What this task involves -
Report each line of the records below that uses the word "generateContent".
=====
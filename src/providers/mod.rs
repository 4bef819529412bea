//! 模型供应商适配层
//!
//! 把不同供应商（OpenAI 兼容、Gemini、Anthropic）的请求构造与响应解析
//! 收敛到 `ProviderAdapter` 接口后面。新增后端只需注册一个实现，
//! 不在调用路径里加分支。
//!
//! 适配层自身不做重试，重试策略属于编排器。

use serde_json::{json, Value};

// ============================================================================
// 错误类型
// ============================================================================

/// 供应商调用错误（按失败类别打标签）
#[derive(Debug, Clone, PartialEq, Eq)]
pub enum ProviderError {
    /// 401/403，密钥无效或无权限
    Unauthorized,
    /// 429，触发限流
    RateLimited,
    /// 单次调用超时
    Timeout,
    /// 网络/传输层错误
    Network(String),
    /// 响应无法按该供应商的格式解析
    MalformedResponse(String),
}

impl std::fmt::Display for ProviderError {
    fn fmt(&self, f: &mut std::fmt::Formatter<'_>) -> std::fmt::Result {
        match self {
            ProviderError::Unauthorized => write!(f, "供应商鉴权失败（401/403）"),
            ProviderError::RateLimited => write!(f, "供应商限流（429）"),
            ProviderError::Timeout => write!(f, "供应商调用超时"),
            ProviderError::Network(msg) => write!(f, "网络错误: {}", msg),
            ProviderError::MalformedResponse(msg) => write!(f, "响应格式异常: {}", msg),
        }
    }
}

impl std::error::Error for ProviderError {}

/// 按 HTTP 状态码归类错误
pub fn error_from_status(status: u16, body: &str) -> ProviderError {
    match status {
        401 | 403 => ProviderError::Unauthorized,
        429 => ProviderError::RateLimited,
        408 | 504 => ProviderError::Timeout,
        _ => ProviderError::Network(format!("HTTP {}: {}", status, truncate(body, 200))),
    }
}

fn truncate(s: &str, max_bytes: usize) -> &str {
    if s.len() <= max_bytes {
        s
    } else {
        let mut end = max_bytes;
        while end > 0 && !s.is_char_boundary(end) {
            end -= 1;
        }
        &s[..end]
    }
}

// ============================================================================
// 适配器接口
// ============================================================================

/// 已构造好的供应商请求
#[derive(Debug, Clone)]
pub struct ProviderRequest {
    pub url: String,
    pub headers: Vec<(String, String)>,
    pub body: Value,
}

/// 供应商适配器
///
/// `body` 统一采用 Chat Completions 兼容格式
/// （`{model, messages, temperature, max_tokens}`），由适配器转换成各家的
/// 实际请求，并把响应解析回纯文本。
pub trait ProviderAdapter: Send + Sync {
    /// 配置键（`ApiConfig.model_adapter` 用它选择适配器）
    fn key(&self) -> &'static str;

    /// 配置键别名
    fn aliases(&self) -> &'static [&'static str] {
        &[]
    }

    fn build_request(
        &self,
        base_url: &str,
        api_key: &str,
        model: &str,
        body: &Value,
    ) -> Result<ProviderRequest, ProviderError>;

    /// 从非流式响应中取出文本内容
    fn parse_response(&self, response: &Value) -> Result<String, ProviderError>;
}

/// 适配器注册表。按配置键（或别名）查找，未命中时回退到 OpenAI 兼容格式。
pub fn adapter_for(key: &str) -> &'static dyn ProviderAdapter {
    static REGISTRY: &[&dyn ProviderAdapter] =
        &[&OpenAIAdapter, &GeminiAdapter, &AnthropicAdapter];

    let normalized = key.trim().to_lowercase();
    REGISTRY
        .iter()
        .find(|a| a.key() == normalized || a.aliases().contains(&normalized.as_str()))
        .copied()
        .unwrap_or(&OpenAIAdapter)
}

// ============================================================================
// OpenAI 兼容适配器
// ============================================================================

pub struct OpenAIAdapter;

impl ProviderAdapter for OpenAIAdapter {
    fn key(&self) -> &'static str {
        "general"
    }

    fn aliases(&self) -> &'static [&'static str] {
        &["openai", "deepseek", "siliconflow"]
    }

    fn build_request(
        &self,
        base_url: &str,
        api_key: &str,
        _model: &str,
        body: &Value,
    ) -> Result<ProviderRequest, ProviderError> {
        let url = format!("{}/chat/completions", base_url.trim_end_matches('/'));
        let trimmed_key = api_key.trim();

        Ok(ProviderRequest {
            url,
            headers: vec![
                (
                    "Authorization".to_string(),
                    format!("Bearer {}", trimmed_key),
                ),
                ("Content-Type".to_string(), "application/json".to_string()),
            ],
            body: body.clone(),
        })
    }

    fn parse_response(&self, response: &Value) -> Result<String, ProviderError> {
        let content = response["choices"][0]["message"]["content"]
            .as_str()
            .ok_or_else(|| {
                ProviderError::MalformedResponse(
                    "choices[0].message.content 缺失或非字符串".to_string(),
                )
            })?;
        Ok(content.to_string())
    }
}

// ============================================================================
// Gemini 适配器
// ============================================================================

pub struct GeminiAdapter;

impl GeminiAdapter {
    /// Chat Completions 兼容格式 -> Gemini generateContent 请求
    fn convert_to_gemini_format(body: &Value) -> Value {
        let mut contents: Vec<Value> = Vec::new();
        let mut system_parts: Vec<String> = Vec::new();

        if let Some(messages) = body.get("messages").and_then(|v| v.as_array()) {
            for message in messages {
                let role = message
                    .get("role")
                    .and_then(|v| v.as_str())
                    .unwrap_or("user");
                let text = message
                    .get("content")
                    .and_then(|v| v.as_str())
                    .unwrap_or("");
                if text.trim().is_empty() {
                    continue;
                }

                match role {
                    "system" => system_parts.push(text.to_string()),
                    "assistant" => contents.push(json!({
                        "role": "model",
                        "parts": [{"text": text}]
                    })),
                    _ => contents.push(json!({
                        "role": "user",
                        "parts": [{"text": text}]
                    })),
                }
            }
        }

        if contents.is_empty() {
            contents.push(json!({"role": "user", "parts": [{"text": ""}]}));
        }

        let mut payload = json!({ "contents": contents });

        if !system_parts.is_empty() {
            payload["systemInstruction"] = json!({
                "parts": [{"text": system_parts.join("\n\n")}]
            });
        }

        let mut generation_config = serde_json::Map::new();
        if let Some(t) = body.get("temperature") {
            generation_config.insert("temperature".to_string(), t.clone());
        }
        if let Some(m) = body.get("max_tokens") {
            generation_config.insert("maxOutputTokens".to_string(), m.clone());
        }
        if !generation_config.is_empty() {
            payload["generationConfig"] = Value::Object(generation_config);
        }

        payload
    }
}

impl ProviderAdapter for GeminiAdapter {
    fn key(&self) -> &'static str {
        "google"
    }

    fn aliases(&self) -> &'static [&'static str] {
        &["gemini"]
    }

    fn build_request(
        &self,
        base_url: &str,
        api_key: &str,
        model: &str,
        body: &Value,
    ) -> Result<ProviderRequest, ProviderError> {
        let url = format!(
            "{}/v1beta/models/{}:generateContent",
            base_url.trim_end_matches('/'),
            model
        );

        Ok(ProviderRequest {
            url,
            headers: vec![
                ("x-goog-api-key".to_string(), api_key.trim().to_string()),
                ("Content-Type".to_string(), "application/json".to_string()),
            ],
            body: Self::convert_to_gemini_format(body),
        })
    }

    fn parse_response(&self, response: &Value) -> Result<String, ProviderError> {
        let parts = response["candidates"][0]["content"]["parts"]
            .as_array()
            .ok_or_else(|| {
                ProviderError::MalformedResponse(
                    "candidates[0].content.parts 缺失".to_string(),
                )
            })?;

        let text: String = parts
            .iter()
            .filter_map(|p| p.get("text").and_then(|v| v.as_str()))
            .collect::<Vec<_>>()
            .join("");

        if text.is_empty() {
            return Err(ProviderError::MalformedResponse(
                "Gemini 响应无文本内容".to_string(),
            ));
        }
        Ok(text)
    }
}

// ============================================================================
// Anthropic 适配器
// ============================================================================

pub struct AnthropicAdapter;

impl AnthropicAdapter {
    fn convert_to_anthropic_format(model: &str, body: &Value) -> Value {
        let mut messages: Vec<Value> = Vec::new();
        let mut system_parts: Vec<String> = Vec::new();

        if let Some(msgs) = body.get("messages").and_then(|v| v.as_array()) {
            for message in msgs {
                let role = message
                    .get("role")
                    .and_then(|v| v.as_str())
                    .unwrap_or("user");
                let text = message
                    .get("content")
                    .and_then(|v| v.as_str())
                    .unwrap_or("");
                if text.trim().is_empty() {
                    continue;
                }
                if role == "system" {
                    system_parts.push(text.to_string());
                } else {
                    messages.push(json!({"role": role, "content": text}));
                }
            }
        }

        let max_tokens = body
            .get("max_tokens")
            .and_then(|v| v.as_u64())
            .unwrap_or(4096);

        let mut payload = json!({
            "model": model,
            "max_tokens": max_tokens,
            "messages": messages,
        });
        if !system_parts.is_empty() {
            payload["system"] = json!(system_parts.join("\n\n"));
        }
        if let Some(t) = body.get("temperature") {
            payload["temperature"] = t.clone();
        }
        payload
    }
}

impl ProviderAdapter for AnthropicAdapter {
    fn key(&self) -> &'static str {
        "anthropic"
    }

    fn aliases(&self) -> &'static [&'static str] {
        &["claude"]
    }

    fn build_request(
        &self,
        base_url: &str,
        api_key: &str,
        model: &str,
        body: &Value,
    ) -> Result<ProviderRequest, ProviderError> {
        let url = format!("{}/v1/messages", base_url.trim_end_matches('/'));

        Ok(ProviderRequest {
            url,
            headers: vec![
                ("x-api-key".to_string(), api_key.trim().to_string()),
                ("anthropic-version".to_string(), "2023-06-01".to_string()),
                ("Content-Type".to_string(), "application/json".to_string()),
            ],
            body: Self::convert_to_anthropic_format(model, body),
        })
    }

    fn parse_response(&self, response: &Value) -> Result<String, ProviderError> {
        let blocks = response["content"].as_array().ok_or_else(|| {
            ProviderError::MalformedResponse("content 数组缺失".to_string())
        })?;

        let text: String = blocks
            .iter()
            .filter(|b| b.get("type").and_then(|v| v.as_str()) == Some("text"))
            .filter_map(|b| b.get("text").and_then(|v| v.as_str()))
            .collect::<Vec<_>>()
            .join("");

        if text.is_empty() {
            return Err(ProviderError::MalformedResponse(
                "Anthropic 响应无文本块".to_string(),
            ));
        }
        Ok(text)
    }
}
=====
Solution to the exercise -
    /// Chat Completions 兼容格式 -> Gemini generateContent 请求
            "{}/v1beta/models/{}:generateContent",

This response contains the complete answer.